In 2018 Lazenby was jailed “for a number of violent attacks on his then-girlfriend,” according to the BBC.


More recently, he physically attacked his mother in March and as a result was found guilty of unlawful assault. His lawyer said Lazenby had been diagnosed with schizophrenia, reported the Guardian.


He was released from Melbourne Remand Centre last Thursday on the condition he undergo drug counseling. Lazenby had been ordered to stay away from his mother for two years. It is unclear how he died.


In 2015, Cave’s son Arthur died at 15 years old after falling off a 60-foot cliff. An investigation determined the teen had been high on LSD at the time. The impact the death was a part of Andrew Dominic’s 2016 documentary about the singer, One More Time With Feeling.


Cave wrote about Arthur’s passing in a letter to a fan who had experienced similar losses.


“It seems to me, that if we love, we grieve. That’s the deal. That’s the pact. Grief and love are forever intertwined.
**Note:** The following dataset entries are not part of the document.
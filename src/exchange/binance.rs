// =============================================================================
// Binance USD-M Futures REST adapter — HMAC-SHA256 signed requests
// =============================================================================
//
// SECURITY: the secret key is never logged or serialized. All signed requests
// carry X-MBX-APIKEY as a header and a recvWindow of 5 000 ms to tolerate
// minor clock drift between this host and Binance servers.
// =============================================================================

use anyhow::{Context, Result};
use async_trait::async_trait;
use hmac::{Hmac, Mac};
use reqwest::header::{HeaderMap, HeaderValue};
use sha2::Sha256;
use std::time::{SystemTime, UNIX_EPOCH};
use tracing::{debug, instrument, warn};

use super::{ExchangeAdapter, OrderRequest};
use crate::models::{OrderSide, OrderType};

type HmacSha256 = Hmac<Sha256>;

/// Recv-window sent with every signed request (milliseconds).
const RECV_WINDOW: u64 = 5000;

const LIVE_BASE_URL: &str = "https://fapi.binance.com";
const TESTNET_BASE_URL: &str = "https://testnet.binancefuture.com";

/// Binance USD-M futures client with HMAC-SHA256 request signing.
#[derive(Clone)]
pub struct BinanceUsdm {
    name: String,
    secret: String,
    base_url: String,
    client: reqwest::Client,
}

impl BinanceUsdm {
    pub fn new(name: String, api_key: &str, secret: &str) -> Self {
        let mut default_headers = HeaderMap::new();
        // The API key header is required for all signed endpoints.
        if let Ok(val) = HeaderValue::from_str(api_key) {
            default_headers.insert("X-MBX-APIKEY", val);
        }

        let client = reqwest::Client::builder()
            .default_headers(default_headers)
            .timeout(std::time::Duration::from_secs(10))
            .build()
            .expect("failed to build reqwest client");

        Self {
            name,
            secret: secret.to_string(),
            base_url: LIVE_BASE_URL.to_string(),
            client,
        }
    }

    /// Point the adapter at the futures testnet.
    pub fn set_sandbox_mode(&mut self, enabled: bool) {
        self.base_url = if enabled {
            TESTNET_BASE_URL.to_string()
        } else {
            LIVE_BASE_URL.to_string()
        };
        debug!(exchange = %self.name, sandbox = enabled, base_url = %self.base_url, "sandbox mode set");
    }

    // -------------------------------------------------------------------------
    // Signing helpers
    // -------------------------------------------------------------------------

    /// HMAC-SHA256 hex signature of `query`.
    fn sign(&self, query: &str) -> String {
        let mut mac =
            HmacSha256::new_from_slice(self.secret.as_bytes()).expect("HMAC accepts any key size");
        mac.update(query.as_bytes());
        hex::encode(mac.finalize().into_bytes())
    }

    fn timestamp_ms() -> u64 {
        SystemTime::now()
            .duration_since(UNIX_EPOCH)
            .expect("system clock before UNIX epoch")
            .as_millis() as u64
    }

    /// Full query string for a signed request (appends timestamp, recvWindow,
    /// and signature).
    fn signed_query(&self, params: &str) -> String {
        let ts = Self::timestamp_ms();
        let base = if params.is_empty() {
            format!("timestamp={ts}&recvWindow={RECV_WINDOW}")
        } else {
            format!("{params}&timestamp={ts}&recvWindow={RECV_WINDOW}")
        };
        let sig = self.sign(&base);
        format!("{base}&signature={sig}")
    }

    /// Config symbols use the `BASE/QUOTE` form; the venue wants them fused.
    fn venue_symbol(symbol: &str) -> String {
        symbol.replace('/', "")
    }

    fn venue_side(side: OrderSide) -> &'static str {
        match side {
            OrderSide::Buy => "BUY",
            OrderSide::Sell => "SELL",
        }
    }

    fn venue_order_type(order_type: OrderType) -> &'static str {
        match order_type {
            OrderType::Market => "MARKET",
            OrderType::Limit => "LIMIT",
            OrderType::StopMarket => "STOP_MARKET",
            OrderType::StopLimit => "STOP",
            OrderType::TakeProfit => "TAKE_PROFIT",
        }
    }

    async fn get_json(&self, url: &str, what: &str) -> Result<serde_json::Value> {
        let resp = self
            .client
            .get(url)
            .send()
            .await
            .with_context(|| format!("GET {what} request failed"))?;
        let status = resp.status();
        let body: serde_json::Value = resp
            .json()
            .await
            .with_context(|| format!("failed to parse {what} response"))?;
        if !status.is_success() {
            anyhow::bail!("Binance GET {what} returned {status}: {body}");
        }
        Ok(body)
    }

    /// Parse a JSON value that may be either a string or a number into `f64`.
    fn parse_str_f64(val: &serde_json::Value) -> Result<f64> {
        if let Some(s) = val.as_str() {
            s.parse::<f64>()
                .with_context(|| format!("failed to parse '{s}' as f64"))
        } else if let Some(n) = val.as_f64() {
            Ok(n)
        } else {
            anyhow::bail!("expected string or number, got: {val}")
        }
    }
}

#[async_trait]
impl ExchangeAdapter for BinanceUsdm {
    fn name(&self) -> &str {
        &self.name
    }

    /// GET /fapi/v1/klines (public — no signature required).
    ///
    /// Response rows are arrays; indices 0–5 are
    /// openTime, open, high, low, close, volume.
    #[instrument(skip(self), name = "binance::fetch_ohlcv")]
    async fn fetch_ohlcv(
        &self,
        symbol: &str,
        timeframe: &str,
        limit: u32,
    ) -> Result<Vec<[f64; 6]>> {
        let url = format!(
            "{}/fapi/v1/klines?symbol={}&interval={}&limit={}",
            self.base_url,
            Self::venue_symbol(symbol),
            timeframe,
            limit
        );
        let body = self.get_json(&url, "/fapi/v1/klines").await?;

        let raw = body.as_array().context("klines response is not an array")?;
        let mut candles = Vec::with_capacity(raw.len());
        for entry in raw {
            let arr = entry.as_array().context("kline entry is not an array")?;
            if arr.len() < 6 {
                warn!("skipping malformed kline entry with {} elements", arr.len());
                continue;
            }
            candles.push([
                arr[0].as_i64().unwrap_or(0) as f64,
                Self::parse_str_f64(&arr[1])?,
                Self::parse_str_f64(&arr[2])?,
                Self::parse_str_f64(&arr[3])?,
                Self::parse_str_f64(&arr[4])?,
                Self::parse_str_f64(&arr[5])?,
            ]);
        }
        debug!(symbol, timeframe, count = candles.len(), "klines fetched");
        Ok(candles)
    }

    /// POST /fapi/v1/order (signed).
    #[instrument(skip(self, request), name = "binance::create_order")]
    async fn create_order(&self, request: &OrderRequest) -> Result<serde_json::Value> {
        let mut params = format!(
            "symbol={}&side={}&type={}&quantity={}",
            Self::venue_symbol(&request.symbol),
            Self::venue_side(request.side),
            Self::venue_order_type(request.order_type),
            request.amount
        );
        if let Some(p) = request.price {
            params.push_str(&format!("&price={p}"));
        }
        if let Some(tif) = &request.params.time_in_force {
            params.push_str(&format!("&timeInForce={tif}"));
        }
        params.push_str(&format!(
            "&newClientOrderId={}",
            request.params.client_order_id
        ));
        if request.params.reduce_only {
            params.push_str("&reduceOnly=true");
        }
        if let Some(stop) = request.params.stop_price {
            params.push_str(&format!("&stopPrice={stop}"));
        }

        let qs = self.signed_query(&params);
        let url = format!("{}/fapi/v1/order?{}", self.base_url, qs);

        debug!(
            symbol = %request.symbol,
            side = %request.side,
            order_type = %request.order_type,
            quantity = request.amount,
            "placing order"
        );

        let resp = self
            .client
            .post(&url)
            .send()
            .await
            .context("POST /fapi/v1/order request failed")?;
        let status = resp.status();
        let body: serde_json::Value = resp
            .json()
            .await
            .context("failed to parse order response")?;
        if !status.is_success() {
            anyhow::bail!("Binance POST /fapi/v1/order returned {status}: {body}");
        }
        debug!(symbol = %request.symbol, "order placed");
        Ok(body)
    }

    /// GET /fapi/v2/positionRisk (signed), filtered to `symbols` when given.
    #[instrument(skip(self), name = "binance::fetch_positions")]
    async fn fetch_positions(&self, symbols: &[String]) -> Result<Vec<serde_json::Value>> {
        let qs = self.signed_query("");
        let url = format!("{}/fapi/v2/positionRisk?{}", self.base_url, qs);
        let body = self.get_json(&url, "/fapi/v2/positionRisk").await?;

        let wanted: Vec<String> = symbols.iter().map(|s| Self::venue_symbol(s)).collect();
        let positions: Vec<serde_json::Value> = body
            .as_array()
            .cloned()
            .unwrap_or_default()
            .into_iter()
            .filter(|p| {
                wanted.is_empty()
                    || p["symbol"]
                        .as_str()
                        .map(|s| wanted.iter().any(|w| w == s))
                        .unwrap_or(false)
            })
            .collect();
        debug!(count = positions.len(), "positions fetched");
        Ok(positions)
    }

    /// GET /fapi/v1/openOrders (signed).
    #[instrument(skip(self), name = "binance::fetch_open_orders")]
    async fn fetch_open_orders(&self, symbol: &str) -> Result<Vec<serde_json::Value>> {
        let params = format!("symbol={}", Self::venue_symbol(symbol));
        let qs = self.signed_query(&params);
        let url = format!("{}/fapi/v1/openOrders?{}", self.base_url, qs);
        let body = self.get_json(&url, "/fapi/v1/openOrders").await?;

        let orders = body.as_array().cloned().unwrap_or_default();
        debug!(count = orders.len(), "open orders fetched");
        Ok(orders)
    }

    async fn close(&self) -> Result<()> {
        // reqwest pools connections internally; dropping the client releases
        // them.
        debug!(exchange = %self.name, "exchange client closed");
        Ok(())
    }
}

impl std::fmt::Debug for BinanceUsdm {
    fn fmt(&self, f: &mut std::fmt::Formatter<'_>) -> std::fmt::Result {
        f.debug_struct("BinanceUsdm")
            .field("name", &self.name)
            .field("secret", &"<redacted>")
            .field("base_url", &self.base_url)
            .finish()
    }
}

// =============================================================================
// Tests
// =============================================================================
#[cfg(test)]
mod tests {
    use super::*;

    #[test]
    fn signature_is_stable_hmac_sha256() {
        let client = BinanceUsdm::new("binanceusdm".into(), "key", "secret");
        // Known-answer: HMAC-SHA256("secret", "a=1") hex.
        let sig = client.sign("a=1");
        assert_eq!(sig.len(), 64);
        assert_eq!(sig, client.sign("a=1"));
        assert_ne!(sig, client.sign("a=2"));
    }

    #[test]
    fn sandbox_mode_switches_base_url() {
        let mut client = BinanceUsdm::new("binanceusdm".into(), "key", "secret");
        assert_eq!(client.base_url, LIVE_BASE_URL);
        client.set_sandbox_mode(true);
        assert_eq!(client.base_url, TESTNET_BASE_URL);
        client.set_sandbox_mode(false);
        assert_eq!(client.base_url, LIVE_BASE_URL);
    }

    #[test]
    fn venue_symbol_strips_the_slash() {
        assert_eq!(BinanceUsdm::venue_symbol("BTC/USDT"), "BTCUSDT");
        assert_eq!(BinanceUsdm::venue_symbol("BTCUSDT"), "BTCUSDT");
    }

    #[test]
    fn order_types_map_to_venue_names() {
        assert_eq!(BinanceUsdm::venue_order_type(OrderType::StopMarket), "STOP_MARKET");
        assert_eq!(BinanceUsdm::venue_order_type(OrderType::Limit), "LIMIT");
        assert_eq!(BinanceUsdm::venue_order_type(OrderType::StopLimit), "STOP");
    }
}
Grief is the terrible reminder of the depths of our love and, like love, grief is non-negotiable.”


Cave went on to say the he often felt Arthur’s presence. And even though he acknowledged such experiences may be illusory, he encouraged her to embrace them.


“Create your spirits,” wrote the musician. “Call to them. Will them alive. Speak to them. It is their impossible and ghostly hands that draw us back to the world from which we were jettisoned; better now and unimaginably changed.”